Recorded data:
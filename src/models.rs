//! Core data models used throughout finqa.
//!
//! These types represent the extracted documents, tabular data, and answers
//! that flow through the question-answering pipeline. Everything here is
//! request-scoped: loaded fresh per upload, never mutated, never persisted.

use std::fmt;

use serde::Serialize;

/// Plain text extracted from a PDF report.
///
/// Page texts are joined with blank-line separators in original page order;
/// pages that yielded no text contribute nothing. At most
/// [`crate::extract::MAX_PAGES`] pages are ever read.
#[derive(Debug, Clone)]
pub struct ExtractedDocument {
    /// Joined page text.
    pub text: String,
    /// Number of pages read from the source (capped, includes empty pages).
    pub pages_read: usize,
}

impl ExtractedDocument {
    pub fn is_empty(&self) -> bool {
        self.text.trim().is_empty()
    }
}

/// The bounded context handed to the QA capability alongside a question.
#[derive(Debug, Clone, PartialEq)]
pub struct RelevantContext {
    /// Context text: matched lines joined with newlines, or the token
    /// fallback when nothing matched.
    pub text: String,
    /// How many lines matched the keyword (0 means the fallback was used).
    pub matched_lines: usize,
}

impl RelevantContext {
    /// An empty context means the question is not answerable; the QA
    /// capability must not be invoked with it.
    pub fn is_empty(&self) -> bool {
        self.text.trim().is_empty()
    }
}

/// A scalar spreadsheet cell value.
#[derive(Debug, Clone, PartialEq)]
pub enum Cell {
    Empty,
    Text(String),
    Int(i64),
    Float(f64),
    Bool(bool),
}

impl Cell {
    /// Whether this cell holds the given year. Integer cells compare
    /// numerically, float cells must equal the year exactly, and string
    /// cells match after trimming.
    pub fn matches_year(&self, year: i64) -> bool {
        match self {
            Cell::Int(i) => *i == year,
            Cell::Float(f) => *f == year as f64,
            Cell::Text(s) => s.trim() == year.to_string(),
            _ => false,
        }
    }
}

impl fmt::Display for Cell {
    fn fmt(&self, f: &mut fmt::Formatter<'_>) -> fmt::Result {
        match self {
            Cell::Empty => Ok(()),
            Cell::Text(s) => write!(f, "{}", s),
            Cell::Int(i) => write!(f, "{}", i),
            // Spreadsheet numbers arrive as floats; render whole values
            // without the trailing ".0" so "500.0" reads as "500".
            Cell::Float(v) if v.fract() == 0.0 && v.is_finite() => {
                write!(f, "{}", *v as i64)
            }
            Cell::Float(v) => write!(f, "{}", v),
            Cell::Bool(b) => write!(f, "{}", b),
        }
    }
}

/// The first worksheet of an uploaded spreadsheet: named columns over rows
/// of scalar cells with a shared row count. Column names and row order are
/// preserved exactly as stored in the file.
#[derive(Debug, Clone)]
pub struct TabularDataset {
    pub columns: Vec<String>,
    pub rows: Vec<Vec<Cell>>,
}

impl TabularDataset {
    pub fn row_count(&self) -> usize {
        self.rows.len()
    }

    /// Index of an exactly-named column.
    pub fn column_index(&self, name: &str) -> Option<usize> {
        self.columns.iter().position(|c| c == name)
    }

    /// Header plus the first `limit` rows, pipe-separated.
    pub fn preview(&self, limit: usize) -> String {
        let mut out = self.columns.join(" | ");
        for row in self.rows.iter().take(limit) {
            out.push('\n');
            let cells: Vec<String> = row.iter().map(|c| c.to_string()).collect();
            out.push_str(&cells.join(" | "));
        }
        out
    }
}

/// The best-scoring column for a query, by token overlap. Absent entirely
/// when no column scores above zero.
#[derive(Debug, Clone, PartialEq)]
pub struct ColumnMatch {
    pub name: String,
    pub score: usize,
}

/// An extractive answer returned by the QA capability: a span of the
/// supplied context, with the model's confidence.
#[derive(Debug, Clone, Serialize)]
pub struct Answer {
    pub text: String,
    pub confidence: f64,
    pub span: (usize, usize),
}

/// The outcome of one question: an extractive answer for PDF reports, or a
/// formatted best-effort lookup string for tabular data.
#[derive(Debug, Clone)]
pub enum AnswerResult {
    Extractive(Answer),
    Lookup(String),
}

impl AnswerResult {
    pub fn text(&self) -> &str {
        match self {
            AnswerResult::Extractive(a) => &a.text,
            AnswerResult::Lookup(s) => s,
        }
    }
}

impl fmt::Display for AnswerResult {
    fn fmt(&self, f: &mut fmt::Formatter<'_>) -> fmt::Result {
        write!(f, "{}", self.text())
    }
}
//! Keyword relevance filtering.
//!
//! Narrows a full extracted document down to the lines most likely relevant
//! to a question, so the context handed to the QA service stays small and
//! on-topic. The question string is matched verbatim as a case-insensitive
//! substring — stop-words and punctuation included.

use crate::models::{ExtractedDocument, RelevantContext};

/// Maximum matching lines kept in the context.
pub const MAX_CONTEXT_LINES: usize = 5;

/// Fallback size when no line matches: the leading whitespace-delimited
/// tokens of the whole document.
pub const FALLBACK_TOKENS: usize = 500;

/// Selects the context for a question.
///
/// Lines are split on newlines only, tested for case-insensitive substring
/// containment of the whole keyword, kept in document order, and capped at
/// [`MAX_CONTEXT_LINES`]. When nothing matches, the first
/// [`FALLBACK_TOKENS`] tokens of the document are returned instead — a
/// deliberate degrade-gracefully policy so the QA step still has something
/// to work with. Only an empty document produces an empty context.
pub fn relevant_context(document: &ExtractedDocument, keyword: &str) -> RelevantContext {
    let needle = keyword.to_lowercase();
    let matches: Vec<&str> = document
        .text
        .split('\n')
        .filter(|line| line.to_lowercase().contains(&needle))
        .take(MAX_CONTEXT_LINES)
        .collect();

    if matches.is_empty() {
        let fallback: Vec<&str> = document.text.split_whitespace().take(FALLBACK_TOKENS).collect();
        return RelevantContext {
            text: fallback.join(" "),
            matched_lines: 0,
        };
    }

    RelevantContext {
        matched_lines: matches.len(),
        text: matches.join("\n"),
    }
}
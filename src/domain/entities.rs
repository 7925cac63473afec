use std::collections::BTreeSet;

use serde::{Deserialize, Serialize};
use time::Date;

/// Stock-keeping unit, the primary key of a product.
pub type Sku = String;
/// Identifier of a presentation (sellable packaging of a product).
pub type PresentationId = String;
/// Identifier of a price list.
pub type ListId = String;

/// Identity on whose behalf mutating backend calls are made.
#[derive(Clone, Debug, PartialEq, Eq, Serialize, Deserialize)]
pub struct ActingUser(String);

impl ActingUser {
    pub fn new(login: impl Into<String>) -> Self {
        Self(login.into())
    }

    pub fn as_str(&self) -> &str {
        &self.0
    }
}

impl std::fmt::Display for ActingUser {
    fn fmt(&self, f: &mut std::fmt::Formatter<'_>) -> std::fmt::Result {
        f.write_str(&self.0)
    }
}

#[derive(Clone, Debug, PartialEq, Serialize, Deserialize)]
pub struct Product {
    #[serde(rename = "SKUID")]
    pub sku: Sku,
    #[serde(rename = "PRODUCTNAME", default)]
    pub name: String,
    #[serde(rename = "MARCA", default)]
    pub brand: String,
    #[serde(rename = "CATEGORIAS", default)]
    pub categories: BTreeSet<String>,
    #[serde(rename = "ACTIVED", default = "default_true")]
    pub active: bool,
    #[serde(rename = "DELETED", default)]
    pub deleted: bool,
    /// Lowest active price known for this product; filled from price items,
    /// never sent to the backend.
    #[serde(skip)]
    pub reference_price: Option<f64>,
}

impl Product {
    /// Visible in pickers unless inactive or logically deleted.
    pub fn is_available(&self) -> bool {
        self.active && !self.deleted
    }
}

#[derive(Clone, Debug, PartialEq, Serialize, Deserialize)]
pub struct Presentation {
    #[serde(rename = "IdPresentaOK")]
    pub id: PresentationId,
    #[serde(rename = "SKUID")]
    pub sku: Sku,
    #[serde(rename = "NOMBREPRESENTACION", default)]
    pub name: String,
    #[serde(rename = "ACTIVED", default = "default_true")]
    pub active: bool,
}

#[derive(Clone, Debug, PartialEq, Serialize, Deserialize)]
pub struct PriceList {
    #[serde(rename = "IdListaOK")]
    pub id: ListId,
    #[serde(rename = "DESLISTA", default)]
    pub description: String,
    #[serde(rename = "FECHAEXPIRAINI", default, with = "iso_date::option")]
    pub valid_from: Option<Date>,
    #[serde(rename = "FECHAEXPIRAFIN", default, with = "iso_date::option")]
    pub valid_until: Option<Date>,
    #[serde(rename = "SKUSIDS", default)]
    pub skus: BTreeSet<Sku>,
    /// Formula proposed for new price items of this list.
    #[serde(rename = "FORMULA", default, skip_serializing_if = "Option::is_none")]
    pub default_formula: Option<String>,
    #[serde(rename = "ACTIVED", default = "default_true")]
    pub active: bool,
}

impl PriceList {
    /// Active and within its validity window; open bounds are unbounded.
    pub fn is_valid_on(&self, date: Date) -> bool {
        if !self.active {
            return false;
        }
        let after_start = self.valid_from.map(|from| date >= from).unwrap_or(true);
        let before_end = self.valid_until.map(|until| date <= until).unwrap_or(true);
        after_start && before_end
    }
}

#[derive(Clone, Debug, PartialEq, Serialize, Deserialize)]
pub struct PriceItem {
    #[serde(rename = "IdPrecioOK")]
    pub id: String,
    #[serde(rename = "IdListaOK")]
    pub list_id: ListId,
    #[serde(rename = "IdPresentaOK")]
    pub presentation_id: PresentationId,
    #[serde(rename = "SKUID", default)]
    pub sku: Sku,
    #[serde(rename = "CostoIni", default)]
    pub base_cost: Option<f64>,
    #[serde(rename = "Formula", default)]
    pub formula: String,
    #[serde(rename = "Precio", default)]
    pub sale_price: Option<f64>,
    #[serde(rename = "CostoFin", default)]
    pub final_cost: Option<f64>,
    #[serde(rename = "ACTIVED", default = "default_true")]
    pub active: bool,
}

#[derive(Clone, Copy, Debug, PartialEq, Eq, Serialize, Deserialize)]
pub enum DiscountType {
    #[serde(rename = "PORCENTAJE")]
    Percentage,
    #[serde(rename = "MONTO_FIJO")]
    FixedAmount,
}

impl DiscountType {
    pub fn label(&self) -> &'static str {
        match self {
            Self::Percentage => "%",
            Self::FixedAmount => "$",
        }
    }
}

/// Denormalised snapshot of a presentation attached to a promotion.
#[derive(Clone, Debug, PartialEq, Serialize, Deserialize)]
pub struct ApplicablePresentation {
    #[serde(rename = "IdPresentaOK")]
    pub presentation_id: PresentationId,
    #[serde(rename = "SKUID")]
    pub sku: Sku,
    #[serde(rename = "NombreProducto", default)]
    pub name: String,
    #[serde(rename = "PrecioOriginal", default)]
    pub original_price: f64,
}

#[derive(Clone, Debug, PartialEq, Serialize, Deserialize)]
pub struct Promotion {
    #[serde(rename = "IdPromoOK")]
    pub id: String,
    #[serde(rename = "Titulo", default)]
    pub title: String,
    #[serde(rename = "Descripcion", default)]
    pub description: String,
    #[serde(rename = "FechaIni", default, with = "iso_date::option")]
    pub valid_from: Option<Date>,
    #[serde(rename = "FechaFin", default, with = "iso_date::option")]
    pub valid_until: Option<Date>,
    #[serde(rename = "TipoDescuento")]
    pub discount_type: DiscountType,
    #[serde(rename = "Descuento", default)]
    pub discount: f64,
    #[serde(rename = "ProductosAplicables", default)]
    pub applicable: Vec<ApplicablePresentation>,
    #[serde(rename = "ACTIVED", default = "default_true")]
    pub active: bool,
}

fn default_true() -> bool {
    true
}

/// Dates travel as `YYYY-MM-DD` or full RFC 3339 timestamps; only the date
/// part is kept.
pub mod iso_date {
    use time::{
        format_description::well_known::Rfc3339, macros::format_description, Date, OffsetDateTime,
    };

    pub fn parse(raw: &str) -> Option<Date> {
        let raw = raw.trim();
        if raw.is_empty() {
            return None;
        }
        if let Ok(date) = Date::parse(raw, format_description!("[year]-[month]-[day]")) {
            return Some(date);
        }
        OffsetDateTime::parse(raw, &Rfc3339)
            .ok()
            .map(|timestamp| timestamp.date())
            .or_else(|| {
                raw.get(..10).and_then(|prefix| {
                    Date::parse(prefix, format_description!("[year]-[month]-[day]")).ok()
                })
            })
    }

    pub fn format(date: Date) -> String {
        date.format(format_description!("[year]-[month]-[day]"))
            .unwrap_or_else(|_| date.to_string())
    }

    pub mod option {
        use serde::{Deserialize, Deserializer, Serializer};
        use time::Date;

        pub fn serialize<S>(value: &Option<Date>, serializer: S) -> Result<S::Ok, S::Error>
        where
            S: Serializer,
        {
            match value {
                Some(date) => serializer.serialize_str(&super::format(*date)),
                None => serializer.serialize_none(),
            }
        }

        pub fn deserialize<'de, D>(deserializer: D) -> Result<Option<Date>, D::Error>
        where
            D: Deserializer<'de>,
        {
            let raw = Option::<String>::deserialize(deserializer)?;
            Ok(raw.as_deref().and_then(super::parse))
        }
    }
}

* * *

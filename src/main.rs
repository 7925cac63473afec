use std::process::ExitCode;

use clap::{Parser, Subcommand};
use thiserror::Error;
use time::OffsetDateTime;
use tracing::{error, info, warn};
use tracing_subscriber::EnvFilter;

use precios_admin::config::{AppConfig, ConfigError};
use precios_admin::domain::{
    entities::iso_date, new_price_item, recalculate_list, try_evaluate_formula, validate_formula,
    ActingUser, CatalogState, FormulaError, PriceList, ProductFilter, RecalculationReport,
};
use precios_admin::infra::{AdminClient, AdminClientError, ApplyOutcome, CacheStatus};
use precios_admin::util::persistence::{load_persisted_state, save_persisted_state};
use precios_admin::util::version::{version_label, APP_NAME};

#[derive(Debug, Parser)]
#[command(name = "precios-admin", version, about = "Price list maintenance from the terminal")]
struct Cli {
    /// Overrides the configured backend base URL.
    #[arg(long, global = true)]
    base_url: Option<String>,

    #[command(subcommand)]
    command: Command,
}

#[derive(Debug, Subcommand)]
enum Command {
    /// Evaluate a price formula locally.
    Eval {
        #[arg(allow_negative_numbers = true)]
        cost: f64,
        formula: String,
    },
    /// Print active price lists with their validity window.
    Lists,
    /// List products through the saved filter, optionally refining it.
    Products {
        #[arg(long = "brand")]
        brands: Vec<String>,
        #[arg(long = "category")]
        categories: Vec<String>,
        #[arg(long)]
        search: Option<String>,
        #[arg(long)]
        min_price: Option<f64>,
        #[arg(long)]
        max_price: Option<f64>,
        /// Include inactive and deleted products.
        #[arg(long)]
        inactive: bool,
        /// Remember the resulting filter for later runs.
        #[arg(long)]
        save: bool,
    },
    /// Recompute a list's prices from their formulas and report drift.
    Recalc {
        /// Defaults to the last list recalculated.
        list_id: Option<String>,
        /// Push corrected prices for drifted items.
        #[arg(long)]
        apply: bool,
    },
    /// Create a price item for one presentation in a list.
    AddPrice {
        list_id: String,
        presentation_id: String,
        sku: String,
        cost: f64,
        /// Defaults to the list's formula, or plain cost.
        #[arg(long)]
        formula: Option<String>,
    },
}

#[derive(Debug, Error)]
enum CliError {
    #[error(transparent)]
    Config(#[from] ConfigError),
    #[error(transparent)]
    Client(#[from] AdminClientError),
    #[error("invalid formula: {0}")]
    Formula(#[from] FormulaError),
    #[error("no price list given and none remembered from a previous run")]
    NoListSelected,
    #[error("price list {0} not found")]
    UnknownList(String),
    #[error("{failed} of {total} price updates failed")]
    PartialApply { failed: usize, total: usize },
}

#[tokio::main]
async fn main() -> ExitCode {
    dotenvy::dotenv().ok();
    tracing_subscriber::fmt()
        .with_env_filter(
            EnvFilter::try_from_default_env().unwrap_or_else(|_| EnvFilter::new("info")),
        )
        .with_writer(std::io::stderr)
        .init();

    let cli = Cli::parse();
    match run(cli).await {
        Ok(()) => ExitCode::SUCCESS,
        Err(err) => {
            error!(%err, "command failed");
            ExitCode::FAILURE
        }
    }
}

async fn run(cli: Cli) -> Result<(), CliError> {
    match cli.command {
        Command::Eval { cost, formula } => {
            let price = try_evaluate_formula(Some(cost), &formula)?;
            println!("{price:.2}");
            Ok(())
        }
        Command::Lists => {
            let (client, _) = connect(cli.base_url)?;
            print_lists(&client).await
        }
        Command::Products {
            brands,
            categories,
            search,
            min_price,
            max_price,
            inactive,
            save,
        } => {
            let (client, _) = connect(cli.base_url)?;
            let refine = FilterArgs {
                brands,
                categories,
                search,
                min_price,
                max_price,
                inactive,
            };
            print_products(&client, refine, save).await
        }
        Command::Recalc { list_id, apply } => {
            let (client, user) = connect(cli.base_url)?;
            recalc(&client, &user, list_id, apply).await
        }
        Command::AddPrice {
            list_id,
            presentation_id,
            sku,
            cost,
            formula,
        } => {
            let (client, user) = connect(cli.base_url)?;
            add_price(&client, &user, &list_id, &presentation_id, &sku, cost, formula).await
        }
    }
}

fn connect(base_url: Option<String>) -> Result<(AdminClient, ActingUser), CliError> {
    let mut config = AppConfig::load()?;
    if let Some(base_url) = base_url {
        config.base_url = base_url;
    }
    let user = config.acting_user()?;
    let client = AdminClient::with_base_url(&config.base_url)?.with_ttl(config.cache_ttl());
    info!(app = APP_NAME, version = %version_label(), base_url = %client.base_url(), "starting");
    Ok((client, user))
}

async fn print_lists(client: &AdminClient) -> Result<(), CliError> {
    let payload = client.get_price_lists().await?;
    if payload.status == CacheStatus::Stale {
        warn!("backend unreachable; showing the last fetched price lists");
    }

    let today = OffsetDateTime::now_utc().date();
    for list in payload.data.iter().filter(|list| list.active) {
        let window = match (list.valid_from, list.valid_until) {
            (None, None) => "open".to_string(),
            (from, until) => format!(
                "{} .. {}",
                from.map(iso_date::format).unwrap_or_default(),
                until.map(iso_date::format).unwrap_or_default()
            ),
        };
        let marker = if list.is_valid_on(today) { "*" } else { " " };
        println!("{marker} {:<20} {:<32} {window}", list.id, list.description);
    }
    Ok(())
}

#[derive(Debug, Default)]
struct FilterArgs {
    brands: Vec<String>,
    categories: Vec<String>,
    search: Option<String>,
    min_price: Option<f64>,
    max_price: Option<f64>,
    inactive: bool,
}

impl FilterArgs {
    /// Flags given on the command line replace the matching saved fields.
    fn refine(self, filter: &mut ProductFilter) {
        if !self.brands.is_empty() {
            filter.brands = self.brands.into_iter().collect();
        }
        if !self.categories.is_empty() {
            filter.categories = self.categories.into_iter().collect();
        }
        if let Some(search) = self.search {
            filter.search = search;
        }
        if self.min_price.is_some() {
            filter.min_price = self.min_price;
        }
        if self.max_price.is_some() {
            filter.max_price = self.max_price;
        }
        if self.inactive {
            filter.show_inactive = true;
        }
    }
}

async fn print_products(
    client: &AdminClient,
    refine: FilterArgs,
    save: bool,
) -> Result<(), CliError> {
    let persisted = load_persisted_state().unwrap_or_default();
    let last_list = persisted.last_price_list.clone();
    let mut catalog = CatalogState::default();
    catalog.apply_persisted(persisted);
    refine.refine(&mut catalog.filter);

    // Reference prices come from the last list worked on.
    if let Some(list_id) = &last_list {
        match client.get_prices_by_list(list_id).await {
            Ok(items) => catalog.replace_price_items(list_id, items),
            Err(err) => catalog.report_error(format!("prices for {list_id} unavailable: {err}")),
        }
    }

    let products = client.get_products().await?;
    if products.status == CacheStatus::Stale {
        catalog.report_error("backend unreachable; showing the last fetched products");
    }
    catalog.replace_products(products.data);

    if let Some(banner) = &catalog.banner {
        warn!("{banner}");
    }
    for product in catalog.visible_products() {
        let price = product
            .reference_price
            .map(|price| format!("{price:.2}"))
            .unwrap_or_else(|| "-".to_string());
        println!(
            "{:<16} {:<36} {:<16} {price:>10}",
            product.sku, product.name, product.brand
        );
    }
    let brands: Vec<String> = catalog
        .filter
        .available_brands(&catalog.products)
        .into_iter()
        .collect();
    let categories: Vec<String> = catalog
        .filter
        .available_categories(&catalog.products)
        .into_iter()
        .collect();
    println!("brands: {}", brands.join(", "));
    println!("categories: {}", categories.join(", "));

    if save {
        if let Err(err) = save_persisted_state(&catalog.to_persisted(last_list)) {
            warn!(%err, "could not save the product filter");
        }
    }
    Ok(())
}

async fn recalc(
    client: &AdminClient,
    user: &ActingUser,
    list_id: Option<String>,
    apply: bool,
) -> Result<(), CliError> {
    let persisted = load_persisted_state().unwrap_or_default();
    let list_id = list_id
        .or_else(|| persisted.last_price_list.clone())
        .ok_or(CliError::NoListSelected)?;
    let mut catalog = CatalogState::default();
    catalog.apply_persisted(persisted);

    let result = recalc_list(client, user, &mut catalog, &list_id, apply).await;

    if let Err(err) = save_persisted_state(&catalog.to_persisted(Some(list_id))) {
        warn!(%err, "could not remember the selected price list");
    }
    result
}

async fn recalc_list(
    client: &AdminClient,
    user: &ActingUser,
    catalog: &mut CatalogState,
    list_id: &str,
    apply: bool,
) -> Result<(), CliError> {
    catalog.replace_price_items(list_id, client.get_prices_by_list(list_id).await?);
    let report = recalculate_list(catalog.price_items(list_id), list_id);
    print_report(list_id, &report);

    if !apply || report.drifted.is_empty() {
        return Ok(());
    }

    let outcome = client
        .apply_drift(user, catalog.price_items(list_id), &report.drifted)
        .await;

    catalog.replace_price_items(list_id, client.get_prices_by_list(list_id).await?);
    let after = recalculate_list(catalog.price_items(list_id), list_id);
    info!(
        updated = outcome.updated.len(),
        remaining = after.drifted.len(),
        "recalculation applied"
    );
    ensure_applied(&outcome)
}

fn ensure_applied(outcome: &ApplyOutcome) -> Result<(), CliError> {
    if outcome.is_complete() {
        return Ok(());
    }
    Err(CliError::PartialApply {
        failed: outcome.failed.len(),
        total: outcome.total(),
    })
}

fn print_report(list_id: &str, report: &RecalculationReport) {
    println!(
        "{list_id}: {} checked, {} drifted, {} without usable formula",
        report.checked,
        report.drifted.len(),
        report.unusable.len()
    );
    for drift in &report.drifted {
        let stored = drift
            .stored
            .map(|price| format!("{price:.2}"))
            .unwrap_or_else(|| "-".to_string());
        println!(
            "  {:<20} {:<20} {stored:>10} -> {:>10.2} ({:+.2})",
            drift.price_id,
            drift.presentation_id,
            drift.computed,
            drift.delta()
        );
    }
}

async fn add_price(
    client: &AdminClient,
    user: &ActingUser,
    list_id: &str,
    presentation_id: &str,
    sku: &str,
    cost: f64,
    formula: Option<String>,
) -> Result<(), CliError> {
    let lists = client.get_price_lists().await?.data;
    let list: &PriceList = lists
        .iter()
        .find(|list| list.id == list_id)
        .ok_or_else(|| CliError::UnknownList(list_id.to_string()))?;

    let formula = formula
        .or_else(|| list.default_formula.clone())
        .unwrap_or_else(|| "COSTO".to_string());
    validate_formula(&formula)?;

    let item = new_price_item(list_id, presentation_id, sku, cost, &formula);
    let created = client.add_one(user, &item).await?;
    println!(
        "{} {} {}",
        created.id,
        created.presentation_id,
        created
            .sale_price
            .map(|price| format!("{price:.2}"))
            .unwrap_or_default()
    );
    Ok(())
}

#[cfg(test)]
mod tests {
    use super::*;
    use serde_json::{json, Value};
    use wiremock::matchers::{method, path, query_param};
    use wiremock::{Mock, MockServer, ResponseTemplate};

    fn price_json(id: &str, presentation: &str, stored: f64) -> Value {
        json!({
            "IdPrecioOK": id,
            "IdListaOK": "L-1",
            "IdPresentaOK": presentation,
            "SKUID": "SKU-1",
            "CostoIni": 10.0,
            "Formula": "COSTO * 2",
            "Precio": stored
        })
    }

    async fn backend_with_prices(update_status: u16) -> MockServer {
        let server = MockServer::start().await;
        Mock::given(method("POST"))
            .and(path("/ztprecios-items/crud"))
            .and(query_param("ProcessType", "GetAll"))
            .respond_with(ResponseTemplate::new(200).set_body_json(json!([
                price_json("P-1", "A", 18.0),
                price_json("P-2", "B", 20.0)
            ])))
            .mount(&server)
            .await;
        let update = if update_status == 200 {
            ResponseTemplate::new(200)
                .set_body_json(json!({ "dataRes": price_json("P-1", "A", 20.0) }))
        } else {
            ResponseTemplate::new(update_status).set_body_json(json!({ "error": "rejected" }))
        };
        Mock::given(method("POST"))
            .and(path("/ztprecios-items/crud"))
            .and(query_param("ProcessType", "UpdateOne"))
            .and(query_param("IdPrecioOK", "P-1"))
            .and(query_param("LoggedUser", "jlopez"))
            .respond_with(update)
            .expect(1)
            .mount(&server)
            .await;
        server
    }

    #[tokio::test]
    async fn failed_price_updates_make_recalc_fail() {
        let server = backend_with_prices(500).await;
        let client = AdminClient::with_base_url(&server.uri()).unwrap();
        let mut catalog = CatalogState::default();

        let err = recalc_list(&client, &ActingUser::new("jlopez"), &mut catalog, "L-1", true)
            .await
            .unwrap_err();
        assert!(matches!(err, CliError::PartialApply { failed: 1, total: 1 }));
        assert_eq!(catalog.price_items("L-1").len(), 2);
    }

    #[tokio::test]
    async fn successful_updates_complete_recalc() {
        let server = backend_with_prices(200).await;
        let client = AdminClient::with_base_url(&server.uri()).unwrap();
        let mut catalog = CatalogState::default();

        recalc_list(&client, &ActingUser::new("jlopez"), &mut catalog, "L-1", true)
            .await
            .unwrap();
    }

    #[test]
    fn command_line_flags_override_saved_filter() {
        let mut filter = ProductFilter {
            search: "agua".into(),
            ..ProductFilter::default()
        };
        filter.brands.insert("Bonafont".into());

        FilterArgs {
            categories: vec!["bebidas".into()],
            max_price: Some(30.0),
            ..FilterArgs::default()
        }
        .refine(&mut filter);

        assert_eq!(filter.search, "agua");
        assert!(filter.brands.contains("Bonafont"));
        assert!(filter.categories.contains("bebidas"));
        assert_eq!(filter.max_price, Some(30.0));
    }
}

> _EXERCISE PROMPT_:
Among the entries above, identify all lines with "must" and copy them.

> _REPLY_:
    /// capability must not be invoked with it.
    /// numerically, float cells must equal the year exactly, and string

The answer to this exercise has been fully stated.